The English Wife, by Lauren Willig, brings the “Gilded Age” to life once again. We’re tossed into the era of Edith Wharton, with her literary contemporaries: Mark Twain and Henry James. It’s a mystery, wrapped in an enigma, and then blasted through with the #metoo revolution of female empowerment.
Perhaps, we could compare the novel to Edith Wharton’s House of Mirth, along with Kate Chopin’s The Awakening and Daniel Defoe’s Moll Flanders. We traverse into the forbidden (banned books) territory. We’re chilled to the bone–murder and mystery… It’s a snowy, winter day beside a frozen lake.

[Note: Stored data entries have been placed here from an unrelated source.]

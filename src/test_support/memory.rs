//! In-memory stand-in for Postgres and the platform directory.

use std::collections::{HashMap, HashSet};
use std::sync::{Mutex, MutexGuard};

use async_trait::async_trait;
use time::PrimitiveDateTime;

use crate::db::models::{
    Answer, AssignGroup, AssignHierarchy, EvalGroup, Evaluation, Item, Response, Template, User,
};
use crate::db::types::{EvaluationState, GroupPermission};
use crate::services::evaluations::store::{
    EvaluationStore, GroupResolver, IdentityProvider, ResponseFilter, StoreResult,
};

#[derive(Default)]
pub(crate) struct Data {
    pub(crate) users: HashMap<String, User>,
    pub(crate) permissions: HashSet<(String, String, GroupPermission)>,
    pub(crate) groups: HashMap<String, EvalGroup>,
    pub(crate) templates: Vec<Template>,
    pub(crate) items: Vec<Item>,
    pub(crate) evaluations: Vec<Evaluation>,
    pub(crate) assign_groups: Vec<AssignGroup>,
    pub(crate) assign_hierarchy: Vec<AssignHierarchy>,
    pub(crate) responses: Vec<Response>,
    pub(crate) answers: Vec<Answer>,
    pub(crate) state_writes: usize,
}

#[derive(Default)]
pub(crate) struct MemoryDirectory {
    data: Mutex<Data>,
}

impl MemoryDirectory {
    pub(crate) fn new(data: Data) -> Self {
        Self { data: Mutex::new(data) }
    }

    pub(crate) fn data(&self) -> MutexGuard<'_, Data> {
        self.data.lock().expect("memory directory lock")
    }

    pub(crate) fn state_writes(&self) -> usize {
        self.data().state_writes
    }
}

fn matches_filter(response: &Response, filter: &ResponseFilter) -> bool {
    filter.evaluation_ids.contains(&response.evaluation_id)
        && filter.owner_id.as_ref().map_or(true, |owner| &response.owner_id == owner)
        && (filter.group_refs.is_empty() || filter.group_refs.contains(&response.group_ref))
        && filter.completed.map_or(true, |completed| response.is_complete() == completed)
}

#[async_trait]
impl EvaluationStore for MemoryDirectory {
    async fn ping(&self) -> StoreResult<()> {
        Ok(())
    }

    async fn find_template(&self, id: &str) -> StoreResult<Option<Template>> {
        Ok(self.data().templates.iter().find(|template| template.id == id).cloned())
    }

    async fn insert_template(&self, template: &Template, items: &[Item]) -> StoreResult<()> {
        let mut data = self.data();
        data.templates.push(template.clone());
        data.items.extend_from_slice(items);
        Ok(())
    }

    async fn list_template_items(&self, template_id: &str) -> StoreResult<Vec<Item>> {
        let mut items: Vec<Item> =
            self.data().items.iter().filter(|item| item.template_id == template_id).cloned().collect();
        items.sort_by_key(|item| item.order_index);
        Ok(items)
    }

    async fn find_item(&self, id: &str) -> StoreResult<Option<Item>> {
        Ok(self.data().items.iter().find(|item| item.id == id).cloned())
    }

    async fn find_evaluation(&self, id: &str) -> StoreResult<Option<Evaluation>> {
        Ok(self.data().evaluations.iter().find(|evaluation| evaluation.id == id).cloned())
    }

    async fn find_evaluation_by_eid(&self, eid: &str) -> StoreResult<Option<Evaluation>> {
        Ok(self
            .data()
            .evaluations
            .iter()
            .find(|evaluation| evaluation.eid.as_deref() == Some(eid))
            .cloned())
    }

    async fn list_evaluations_by_template(
        &self,
        template_id: &str,
    ) -> StoreResult<Vec<Evaluation>> {
        Ok(self
            .data()
            .evaluations
            .iter()
            .filter(|evaluation| evaluation.template_id == template_id)
            .cloned()
            .collect())
    }

    async fn count_evaluations_by_template(&self, template_id: &str) -> StoreResult<i64> {
        Ok(self.list_evaluations_by_template(template_id).await?.len() as i64)
    }

    async fn insert_evaluation(&self, evaluation: &Evaluation) -> StoreResult<()> {
        self.data().evaluations.push(evaluation.clone());
        Ok(())
    }

    async fn update_evaluation(&self, evaluation: &Evaluation) -> StoreResult<()> {
        let mut data = self.data();
        if let Some(slot) = data.evaluations.iter_mut().find(|stored| stored.id == evaluation.id) {
            *slot = evaluation.clone();
        }
        Ok(())
    }

    async fn set_evaluation_state(
        &self,
        id: &str,
        state: EvaluationState,
        now: PrimitiveDateTime,
    ) -> StoreResult<()> {
        let mut data = self.data();
        data.state_writes += 1;
        if let Some(evaluation) = data.evaluations.iter_mut().find(|stored| stored.id == id) {
            evaluation.state = state;
            evaluation.updated_at = now;
        }
        Ok(())
    }

    async fn delete_evaluation(&self, id: &str) -> StoreResult<()> {
        let mut data = self.data();
        let response_ids: HashSet<String> = data
            .responses
            .iter()
            .filter(|response| response.evaluation_id == id)
            .map(|response| response.id.clone())
            .collect();
        data.answers.retain(|answer| !response_ids.contains(&answer.response_id));
        data.responses.retain(|response| response.evaluation_id != id);
        data.assign_groups.retain(|assignment| assignment.evaluation_id != id);
        data.assign_hierarchy.retain(|assignment| assignment.evaluation_id != id);
        data.evaluations.retain(|evaluation| evaluation.id != id);
        Ok(())
    }

    async fn find_assign_group(&self, id: &str) -> StoreResult<Option<AssignGroup>> {
        Ok(self.data().assign_groups.iter().find(|assignment| assignment.id == id).cloned())
    }

    async fn find_assign_group_by_eid(&self, eid: &str) -> StoreResult<Option<AssignGroup>> {
        Ok(self
            .data()
            .assign_groups
            .iter()
            .find(|assignment| assignment.eid.as_deref() == Some(eid))
            .cloned())
    }

    async fn find_assign_group_for(
        &self,
        evaluation_id: &str,
        group_ref: &str,
    ) -> StoreResult<Option<AssignGroup>> {
        Ok(self
            .data()
            .assign_groups
            .iter()
            .find(|assignment| {
                assignment.evaluation_id == evaluation_id && assignment.group_ref == group_ref
            })
            .cloned())
    }

    async fn list_assign_groups(
        &self,
        evaluation_ids: &[String],
        include_unapproved: bool,
    ) -> StoreResult<Vec<AssignGroup>> {
        Ok(self
            .data()
            .assign_groups
            .iter()
            .filter(|assignment| evaluation_ids.contains(&assignment.evaluation_id))
            .filter(|assignment| include_unapproved || assignment.instructor_approval)
            .cloned()
            .collect())
    }

    async fn count_assign_groups(&self, evaluation_id: &str) -> StoreResult<i64> {
        Ok(self
            .data()
            .assign_groups
            .iter()
            .filter(|assignment| assignment.evaluation_id == evaluation_id)
            .count() as i64)
    }

    async fn insert_assign_group(&self, assign_group: &AssignGroup) -> StoreResult<()> {
        self.data().assign_groups.push(assign_group.clone());
        Ok(())
    }

    async fn delete_assign_group(&self, id: &str) -> StoreResult<()> {
        self.data().assign_groups.retain(|assignment| assignment.id != id);
        Ok(())
    }

    async fn find_response(&self, id: &str) -> StoreResult<Option<Response>> {
        Ok(self.data().responses.iter().find(|response| response.id == id).cloned())
    }

    async fn find_response_for(
        &self,
        evaluation_id: &str,
        owner_id: &str,
        group_ref: &str,
    ) -> StoreResult<Option<Response>> {
        Ok(self
            .data()
            .responses
            .iter()
            .find(|response| {
                response.evaluation_id == evaluation_id
                    && response.owner_id == owner_id
                    && response.group_ref == group_ref
            })
            .cloned())
    }

    async fn list_responses(&self, filter: &ResponseFilter) -> StoreResult<Vec<Response>> {
        Ok(self
            .data()
            .responses
            .iter()
            .filter(|response| matches_filter(response, filter))
            .cloned()
            .collect())
    }

    async fn count_responses(&self, filter: &ResponseFilter) -> StoreResult<i64> {
        Ok(self.data().responses.iter().filter(|response| matches_filter(response, filter)).count()
            as i64)
    }

    async fn lock_responses(&self, evaluation_id: &str) -> StoreResult<u64> {
        let mut changed = 0;
        for response in self.data().responses.iter_mut() {
            if response.evaluation_id == evaluation_id && !response.locked {
                response.locked = true;
                changed += 1;
            }
        }
        Ok(changed)
    }

    async fn save_response(&self, response: &Response, answers: &[Answer]) -> StoreResult<bool> {
        let mut data = self.data();
        let taken = data.responses.iter().any(|stored| {
            stored.id != response.id
                && stored.evaluation_id == response.evaluation_id
                && stored.group_ref == response.group_ref
                && stored.owner_id == response.owner_id
        });
        if taken {
            return Ok(false);
        }

        match data.responses.iter().position(|stored| stored.id == response.id) {
            Some(index) => {
                let locked = data.responses[index].locked || response.locked;
                data.responses[index] = Response { locked, ..response.clone() };
            }
            None => data.responses.push(response.clone()),
        }
        data.answers.retain(|answer| answer.response_id != response.id);
        data.answers.extend_from_slice(answers);
        Ok(true)
    }

    async fn list_answers(
        &self,
        item_id: &str,
        evaluation_id: &str,
        group_refs: &[String],
    ) -> StoreResult<Vec<Answer>> {
        let data = self.data();
        let response_ids: HashSet<&str> = data
            .responses
            .iter()
            .filter(|response| response.evaluation_id == evaluation_id)
            .filter(|response| group_refs.is_empty() || group_refs.contains(&response.group_ref))
            .map(|response| response.id.as_str())
            .collect();

        Ok(data
            .answers
            .iter()
            .filter(|answer| answer.item_id == item_id)
            .filter(|answer| response_ids.contains(answer.response_id.as_str()))
            .cloned()
            .collect())
    }
}

#[async_trait]
impl IdentityProvider for MemoryDirectory {
    async fn find_user(&self, user_id: &str) -> StoreResult<Option<User>> {
        Ok(self.data().users.get(user_id).cloned())
    }

    async fn is_admin(&self, user_id: &str) -> StoreResult<bool> {
        Ok(self.data().users.get(user_id).is_some_and(|user| user.is_admin))
    }

    async fn has_permission(
        &self,
        user_id: &str,
        group_ref: &str,
        permission: GroupPermission,
    ) -> StoreResult<bool> {
        Ok(self.data().permissions.contains(&(
            user_id.to_string(),
            group_ref.to_string(),
            permission,
        )))
    }

    async fn has_permission_anywhere(
        &self,
        user_id: &str,
        permission: GroupPermission,
    ) -> StoreResult<bool> {
        Ok(self
            .data()
            .permissions
            .iter()
            .any(|(user, _, granted)| user == user_id && *granted == permission))
    }
}

#[async_trait]
impl GroupResolver for MemoryDirectory {
    async fn resolve_group(&self, group_ref: &str) -> StoreResult<Option<EvalGroup>> {
        Ok(self.data().groups.get(group_ref).cloned())
    }

    async fn find_assign_hierarchy(&self, id: &str) -> StoreResult<Option<AssignHierarchy>> {
        Ok(self.data().assign_hierarchy.iter().find(|assignment| assignment.id == id).cloned())
    }

    async fn list_assign_hierarchy(
        &self,
        evaluation_id: &str,
    ) -> StoreResult<Vec<AssignHierarchy>> {
        Ok(self
            .data()
            .assign_hierarchy
            .iter()
            .filter(|assignment| assignment.evaluation_id == evaluation_id)
            .cloned()
            .collect())
    }
}
use serde::{Deserialize, Serialize};
use validator::Validate;

use crate::core::time::{format_optional, format_primitive};
use crate::db::models::{Answer, Response};
use crate::services::evaluations::types::NewAnswer;

fn default_complete() -> bool {
    true
}

#[derive(Debug, Deserialize)]
pub(crate) struct AnswerPayload {
    pub(crate) item_id: String,
    #[serde(default)]
    pub(crate) numeric_value: Option<i32>,
    #[serde(default)]
    pub(crate) text_value: Option<String>,
}

impl From<AnswerPayload> for NewAnswer {
    fn from(payload: AnswerPayload) -> Self {
        Self {
            item_id: payload.item_id,
            numeric_value: payload.numeric_value,
            text_value: payload.text_value,
        }
    }
}

#[derive(Debug, Deserialize, Validate)]
pub(crate) struct ResponseSubmit {
    #[validate(length(min = 1, message = "group_ref must not be empty"))]
    pub(crate) group_ref: String,
    #[serde(default)]
    pub(crate) answers: Vec<AnswerPayload>,
    #[serde(default = "default_complete")]
    pub(crate) complete: bool,
}

/// Query string for response listings. `group_refs` is comma separated.
#[derive(Debug, Default, Deserialize)]
pub(crate) struct ResponsesQuery {
    #[serde(default)]
    pub(crate) group_refs: Option<String>,
    #[serde(default)]
    pub(crate) completed: Option<bool>,
}

impl ResponsesQuery {
    pub(crate) fn group_refs(&self) -> Option<Vec<String>> {
        self.group_refs.as_deref().map(split_group_refs)
    }
}

#[derive(Debug, Default, Deserialize)]
pub(crate) struct AnswersQuery {
    #[serde(default)]
    pub(crate) group_refs: Option<String>,
}

impl AnswersQuery {
    pub(crate) fn group_refs(&self) -> Option<Vec<String>> {
        self.group_refs.as_deref().map(split_group_refs)
    }
}

fn split_group_refs(raw: &str) -> Vec<String> {
    raw.split(',')
        .map(str::trim)
        .filter(|group_ref| !group_ref.is_empty())
        .map(str::to_string)
        .collect()
}

#[derive(Debug, Serialize)]
pub(crate) struct ResponseRecord {
    pub(crate) id: String,
    pub(crate) evaluation_id: String,
    pub(crate) group_ref: String,
    pub(crate) owner_id: String,
    pub(crate) complete: bool,
    pub(crate) locked: bool,
    pub(crate) started_at: String,
    pub(crate) completed_at: Option<String>,
    pub(crate) updated_at: String,
}

impl ResponseRecord {
    pub(crate) fn from_db(response: Response) -> Self {
        Self {
            complete: response.is_complete(),
            id: response.id,
            evaluation_id: response.evaluation_id,
            group_ref: response.group_ref,
            owner_id: response.owner_id,
            locked: response.locked,
            started_at: format_primitive(response.started_at),
            completed_at: format_optional(response.completed_at),
            updated_at: format_primitive(response.updated_at),
        }
    }
}

#[derive(Debug, Serialize)]
pub(crate) struct CountResponse {
    pub(crate) count: i64,
}

#[derive(Debug, Serialize)]
pub(crate) struct AnswerRecord {
    pub(crate) id: String,
    pub(crate) response_id: String,
    pub(crate) item_id: String,
    pub(crate) numeric_value: Option<i32>,
    pub(crate) text_value: Option<String>,
}

impl From<Answer> for AnswerRecord {
    fn from(answer: Answer) -> Self {
        Self {
            id: answer.id,
            response_id: answer.response_id,
            item_id: answer.item_id,
            numeric_value: answer.numeric_value,
            text_value: answer.text_value,
        }
    }
}
pub(crate) mod access;
pub(crate) mod evaluations;
pub(crate) mod lifecycle;
pub(crate) mod modification_registry;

And, everything falls apart.
Beyond The Controversy
We’re also in a magical/mythical place, Illyria. Borrowed from William Shakespeare’s Twelfth Night, the thematic underpinnings also draws us into a frantic and truly fictional world. Bay and Annabelle are the fictional rulers of their kingdom, but nothing is what it seems. There are salacious possibilities, hidden stories behind the well-gilded life. And, Janie must uncover the full truth behind the lies, innuendo and gossip, with help from her dashing newspaperman.
Captured in a gilded cage, each one is unable to breathe, hope or even dream of any other possibility. The beautiful outsider (the English wife) represented something different, exotic, though most of them fully realized just how or why. Against the backdrop of masks and overwhelming glamour, the past resurrects itself and haunts us all.